I got to the airport quite early even though I had checked in online. I thought I had done something wrong as for some reason it would not give me a boarding pass for the first plane. Not sure what the issue was but I was given both when I got there.
I was feeling awful because of my cold but managed to get some sleep on the plane. I was impressed with Turkish airlines because although the flight was around three hours we were given breakfast and there was tv to watch movies. Yes I hate plane food but I guess you can’t screw up a sandwich.
Getting to Istanbul the airport is huge. It said my gate was 225 so after walking for 20 minutes it said it changed to 201 so another long walk back. We were then checked for what I think were drugs? Baby Groot even got swabbed! It was at this stage that we had to change gates again to 205, not a long walk but we had to be searched and tested again.
At this stage we should have boarded 30 minutes before. They then decided to let us on but without groups so it took much longer to have anyone settled. We were again given food and I watched another movie.
Arriving at the airport I managed to get through customs quite quickly. I heard some people had been asked a lot of questions as to why they were visiting. The man I saw simply asked me where I was staying.

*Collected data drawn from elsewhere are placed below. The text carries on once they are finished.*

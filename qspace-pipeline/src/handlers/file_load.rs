//! Event file loading.

use qspace_io::{FileEventLoader, LoaderConfig};

use crate::message::{Message, MessageKind};
use crate::router::Handler;
use crate::Result;

/// Loads `LoadFileData` requests and forwards one `MapEventsToQ` per segment
/// as each arrives, then emits `LoadDone`.
///
/// Each segment is mapped and accumulated before the loader hands over the
/// next, so only one raw segment is held at a time. An unreadable file or an
/// aborted load ends with `LoadFailed`; segments forwarded before the failure
/// stay in the histogram.
pub struct FileLoadHandler {
    config: LoaderConfig,
}

impl FileLoadHandler {
    #[must_use]
    pub fn new(config: LoaderConfig) -> Self {
        Self { config }
    }
}

impl Handler for FileLoadHandler {
    fn name(&self) -> &'static str {
        "file-load"
    }

    fn kinds(&self) -> &'static [MessageKind] {
        &[MessageKind::LoadFileData]
    }

    fn handle(&mut self, message: &Message, out: &mut Vec<Message>) -> Result<()> {
        let mut segments = Vec::new();
        self.handle_forwarding(message, out, &mut |segment| segments.push(segment))?;
        out.splice(0..0, segments);
        Ok(())
    }

    fn handle_forwarding(
        &mut self,
        message: &Message,
        out: &mut Vec<Message>,
        forward: &mut dyn FnMut(Message),
    ) -> Result<()> {
        let Message::LoadFileData { path, request } = message else {
            return Ok(());
        };
        let loader = match FileEventLoader::open(path, self.config.clone()) {
            Ok(loader) => loader,
            Err(err) => {
                log::error!("cannot open {}: {err}", path.display());
                out.push(Message::LoadFailed(format!("{}: {err}", path.display())));
                return Ok(());
            }
        };

        let result = loader.load(*request, |segment| {
            log::trace!("forwarding {} events from {}", segment.events.len(), segment.first_event);
            forward(Message::MapEventsToQ(segment.events));
        });
        match result {
            Ok(summary) => {
                out.push(Message::Status(format!(
                    "loaded {} events from {}",
                    summary.loaded,
                    path.display()
                )));
                out.push(Message::LoadDone(summary));
            }
            Err(err) => {
                out.push(Message::Error(err.to_string()));
                out.push(Message::LoadFailed(format!("{}: {err}", path.display())));
            }
        }
        Ok(())
    }
}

Friday night is the sabbath for Jewish people so all public transportation and stores close down. Luckily they have a shuttle service where they wait for enough passengers then drive you to the place you are staying.

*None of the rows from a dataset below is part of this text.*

//! Instrument calibration: flight path, time offset and detector grids.
//!
//! Calibrations are loaded from JSON:
//!
//! ```json
//! {
//!   "instrument": "TOPAZ",
//!   "l1": 18.0,
//!   "t0_shift": 0.0,
//!   "detectors": [
//!     { "id": 17, "rows": 256, "cols": 256, "width": 0.157, "height": 0.157,
//!       "center": [0.0, 0.39, 0.0], "base": [1.0, 0.0, 0.0], "up": [0.0, 0.0, 1.0] }
//!   ],
//!   "spectrum": [1.0, 1.0]
//! }
//! ```

use std::collections::HashSet;
use std::fs::File;
use std::io::BufReader;
use std::path::Path;

use qspace_core::Vec3;
use serde::Deserialize;

use crate::grid::DetectorGrid;
use crate::instrument::Instrument;
use crate::{Error, Result};

/// Where a pixel id lands on the instrument.
#[derive(Debug, Clone, Copy, PartialEq)]
pub struct PixelLocation {
    pub detector_id: u32,
    /// 1-based row.
    pub row: usize,
    /// 1-based column.
    pub col: usize,
    /// Position relative to the sample, in meters.
    pub position: Vec3,
}

/// Validated geometry of one instrument.
///
/// Pixel ids start at `first_pixel_id` and run grid by grid in the order
/// the grids are listed; inside a grid they are column-major, so
/// `id = first + (col - 1) * rows + (row - 1)`.
#[derive(Debug, Clone, PartialEq)]
pub struct InstrumentCalibration {
    instrument: Instrument,
    l1: f64,
    t0_shift: f64,
    first_pixel_id: u32,
    grids: Vec<DetectorGrid>,
    grid_starts: Vec<u32>,
    spectrum: Option<Vec<f64>>,
}

#[derive(Deserialize)]
struct JsonCalibration {
    instrument: String,
    l1: f64,
    #[serde(default)]
    t0_shift: f64,
    #[serde(default = "default_first_pixel_id")]
    first_pixel_id: u32,
    detectors: Vec<JsonDetector>,
    #[serde(default)]
    spectrum: Option<Vec<f64>>,
}

fn default_first_pixel_id() -> u32 {
    1
}

#[derive(Deserialize)]
struct JsonDetector {
    id: u32,
    rows: usize,
    cols: usize,
    width: f64,
    height: f64,
    #[serde(default)]
    depth: f64,
    center: [f64; 3],
    base: [f64; 3],
    up: [f64; 3],
}

impl InstrumentCalibration {
    /// Builds a calibration with ids starting at 1.
    ///
    /// # Errors
    /// Returns [`Error::InvalidCalibration`] if `l1` is not positive, no
    /// grids are given, or two grids share an id.
    pub fn new(
        instrument: Instrument,
        l1: f64,
        t0_shift: f64,
        grids: Vec<DetectorGrid>,
    ) -> Result<Self> {
        Self::build(instrument, l1, t0_shift, 1, grids, None)
    }

    fn build(
        instrument: Instrument,
        l1: f64,
        t0_shift: f64,
        first_pixel_id: u32,
        grids: Vec<DetectorGrid>,
        spectrum: Option<Vec<f64>>,
    ) -> Result<Self> {
        if !(l1 > 0.0 && l1.is_finite()) {
            return Err(Error::InvalidCalibration(format!(
                "L1 must be positive, got {l1}"
            )));
        }
        if !t0_shift.is_finite() {
            return Err(Error::InvalidCalibration("T0 shift is not finite".into()));
        }
        if grids.is_empty() {
            return Err(Error::InvalidCalibration("no detector grids".into()));
        }
        if first_pixel_id == 0 {
            return Err(Error::InvalidCalibration(
                "pixel ids must start at 1 or later".into(),
            ));
        }
        let mut seen = HashSet::new();
        let mut grid_starts = Vec::with_capacity(grids.len());
        let mut next = u64::from(first_pixel_id);
        for grid in &grids {
            if !seen.insert(grid.id) {
                return Err(Error::InvalidCalibration(format!(
                    "duplicate detector id {}",
                    grid.id
                )));
            }
            let start = u32::try_from(next).map_err(|_| {
                Error::InvalidCalibration("pixel ids overflow 32 bits".into())
            })?;
            grid_starts.push(start);
            next += grid.num_pixels() as u64;
        }
        if next > u64::from(u32::MAX) {
            return Err(Error::InvalidCalibration(
                "pixel ids overflow 32 bits".into(),
            ));
        }
        if let Some(values) = &spectrum {
            if values.iter().any(|v| !v.is_finite()) {
                return Err(Error::InvalidCalibration(
                    "spectrum contains non-finite values".into(),
                ));
            }
        }
        Ok(Self {
            instrument,
            l1,
            t0_shift,
            first_pixel_id,
            grids,
            grid_starts,
            spectrum,
        })
    }

    /// Loads a calibration from a JSON file.
    ///
    /// # Errors
    /// Returns an error if the file cannot be read, is not valid JSON, or
    /// fails validation.
    pub fn from_file<P: AsRef<Path>>(path: P) -> Result<Self> {
        let file = File::open(path)?;
        let json: JsonCalibration = serde_json::from_reader(BufReader::new(file))?;
        Self::from_json_calibration(json)
    }

    /// Loads a calibration from a JSON string.
    ///
    /// # Errors
    /// Returns an error if the JSON is malformed or fails validation.
    pub fn from_json(json: &str) -> Result<Self> {
        let json: JsonCalibration = serde_json::from_str(json)?;
        Self::from_json_calibration(json)
    }

    fn from_json_calibration(json: JsonCalibration) -> Result<Self> {
        let instrument: Instrument = json.instrument.parse()?;
        let grids = json
            .detectors
            .into_iter()
            .map(|d| {
                DetectorGrid {
                    id: d.id,
                    num_rows: d.rows,
                    num_cols: d.cols,
                    width: d.width,
                    height: d.height,
                    depth: d.depth,
                    center: d.center.into(),
                    base: d.base.into(),
                    up: d.up.into(),
                }
                .validated()
            })
            .collect::<Result<Vec<_>>>()?;
        let calibration = Self::build(
            instrument,
            json.l1,
            json.t0_shift,
            json.first_pixel_id,
            grids,
            json.spectrum,
        )?;
        log::debug!(
            "loaded {} calibration: {} grids, {} pixels",
            calibration.instrument,
            calibration.grids.len(),
            calibration.num_pixels()
        );
        Ok(calibration)
    }

    /// Attaches a tabulated incident spectrum (100 samples per Angstrom).
    ///
    /// # Errors
    /// Returns an error if a value is not finite.
    pub fn with_spectrum(self, spectrum: Vec<f64>) -> Result<Self> {
        Self::build(
            self.instrument,
            self.l1,
            self.t0_shift,
            self.first_pixel_id,
            self.grids,
            Some(spectrum),
        )
    }

    #[must_use]
    pub fn instrument(&self) -> Instrument {
        self.instrument
    }

    /// Source-to-sample distance in meters.
    #[must_use]
    pub fn l1(&self) -> f64 {
        self.l1
    }

    /// Time-of-flight offset in microseconds.
    #[must_use]
    pub fn t0_shift(&self) -> f64 {
        self.t0_shift
    }

    #[must_use]
    pub fn first_pixel_id(&self) -> u32 {
        self.first_pixel_id
    }

    #[must_use]
    pub fn grids(&self) -> &[DetectorGrid] {
        &self.grids
    }

    #[must_use]
    pub fn grid(&self, detector_id: u32) -> Option<&DetectorGrid> {
        self.grids.iter().find(|g| g.id == detector_id)
    }

    #[must_use]
    pub fn spectrum(&self) -> Option<&[f64]> {
        self.spectrum.as_deref()
    }

    #[must_use]
    pub fn num_pixels(&self) -> usize {
        self.grids.iter().map(DetectorGrid::num_pixels).sum()
    }

    /// One past the largest valid pixel id.
    #[must_use]
    pub fn max_pixel_id(&self) -> u32 {
        // bounded by the overflow check in `build`
        #[allow(clippy::cast_possible_truncation)]
        let max = (u64::from(self.first_pixel_id) + self.num_pixels() as u64) as u32;
        max
    }

    /// First pixel id of a grid.
    #[must_use]
    pub fn first_id_of(&self, detector_id: u32) -> Option<u32> {
        self.grids
            .iter()
            .position(|g| g.id == detector_id)
            .map(|i| self.grid_starts[i])
    }

    /// Locates a pixel id; `None` for ids outside every grid.
    #[must_use]
    #[allow(clippy::cast_precision_loss)]
    pub fn pixel(&self, pixel_id: u32) -> Option<PixelLocation> {
        if pixel_id < self.first_pixel_id {
            return None;
        }
        let slot = self.grid_starts.partition_point(|&start| start <= pixel_id);
        let index = slot.checked_sub(1)?;
        let grid = &self.grids[index];
        let offset = (pixel_id - self.grid_starts[index]) as usize;
        if offset >= grid.num_pixels() {
            return None;
        }
        let (row, col) = grid.row_col(offset);
        Some(PixelLocation {
            detector_id: grid.id,
            row,
            col,
            position: grid.position(row as f64, col as f64),
        })
    }

    /// Pixel id of a (row, col) on a grid, both 1-based.
    #[must_use]
    pub fn pixel_id(&self, detector_id: u32, row: usize, col: usize) -> Option<u32> {
        let index = self.grids.iter().position(|g| g.id == detector_id)?;
        let grid = &self.grids[index];
        if row == 0 || col == 0 || row > grid.num_rows || col > grid.num_cols {
            return None;
        }
        let offset = u32::try_from((col - 1) * grid.num_rows + (row - 1)).ok()?;
        Some(self.grid_starts[index] + offset)
    }
}

#[cfg(test)]
mod tests {
    use super::*;

    fn two_grids() -> InstrumentCalibration {
        let a = DetectorGrid::new(3, 2, 3, 0.3, 0.2, Vec3::Z * 0.4, Vec3::Y, Vec3::X).unwrap();
        let b = DetectorGrid::new(9, 4, 4, 0.4, 0.4, -Vec3::Z * 0.4, Vec3::Y, Vec3::X).unwrap();
        InstrumentCalibration::new(Instrument::Topaz, 18.0, 0.0, vec![a, b]).unwrap()
    }

    #[test]
    fn test_pixel_id_layout() {
        let cal = two_grids();
        assert_eq!(cal.num_pixels(), 22);
        assert_eq!(cal.max_pixel_id(), 23);
        assert_eq!(cal.first_id_of(9), Some(7));

        let first = cal.pixel(1).unwrap();
        assert_eq!((first.detector_id, first.row, first.col), (3, 1, 1));
        let second = cal.pixel(2).unwrap();
        assert_eq!((second.row, second.col), (2, 1));
        let next_grid = cal.pixel(7).unwrap();
        assert_eq!((next_grid.detector_id, next_grid.row, next_grid.col), (9, 1, 1));
        assert!(cal.pixel(0).is_none());
        assert!(cal.pixel(23).is_none());
    }

    #[test]
    fn test_pixel_id_inverse() {
        let cal = two_grids();
        for id in 1..cal.max_pixel_id() {
            let loc = cal.pixel(id).unwrap();
            assert_eq!(cal.pixel_id(loc.detector_id, loc.row, loc.col), Some(id));
        }
        assert_eq!(cal.pixel_id(3, 3, 1), None);
        assert_eq!(cal.pixel_id(42, 1, 1), None);
    }

    #[test]
    fn test_duplicate_grid_rejected() {
        let a = DetectorGrid::new(3, 2, 2, 0.1, 0.1, Vec3::Z, Vec3::Y, Vec3::X).unwrap();
        let result = InstrumentCalibration::new(Instrument::Snap, 15.0, 0.0, vec![a.clone(), a]);
        assert!(matches!(result, Err(Error::InvalidCalibration(_))));
    }

    #[test]
    fn test_bad_l1_rejected() {
        let a = DetectorGrid::new(3, 2, 2, 0.1, 0.1, Vec3::Z, Vec3::Y, Vec3::X).unwrap();
        assert!(InstrumentCalibration::new(Instrument::Snap, 0.0, 0.0, vec![a]).is_err());
        assert!(InstrumentCalibration::new(Instrument::Snap, 15.0, 0.0, vec![]).is_err());
    }
}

Unfortunately this hostel is not the best. I am concerned as to how places get genuine reviews as this was voted the best of all hostels in the area. Most staff seemed to be travellers living there. I was so tired I didn’t care so ended up having a sleeping tablet and slept until the morning.
Day two:
I woke up feeling terrible. My nose is still blocked but the sleeping tablet kept me asleep all night. I then took a walk down the road and managed to l get something for lunch.
I ended up staying at my hostel reading for the rest of the day catching up with the blog as it was hot and I felt terrible.
In the late afternoon I started to feel a bit better and decided to go and visit the beach. I got off the bus according to google maps but got lost as you apparently had to walk under train tracks through a tunnel. Luckily I found a couple who were also headed there and showed me the way.
The beach was teeming with people as this was obviously the place to be. There was a boardwalk with lots of different places to eat and drink. The water was nice and warm but with my head cold I decided not to go swimming. My last two days are in Tel Aviv so hope to do some swimming there.
Day two:
I woke up early to go on a tour of the Baha’i gardens. It is quite hot and as it’s a holy place we had to cover the knees and shoulders. I ended up wearing jeans and I was boiling by the end. I need to sort this out and find something alternative to wear when I get to Jerusalem tomorrow.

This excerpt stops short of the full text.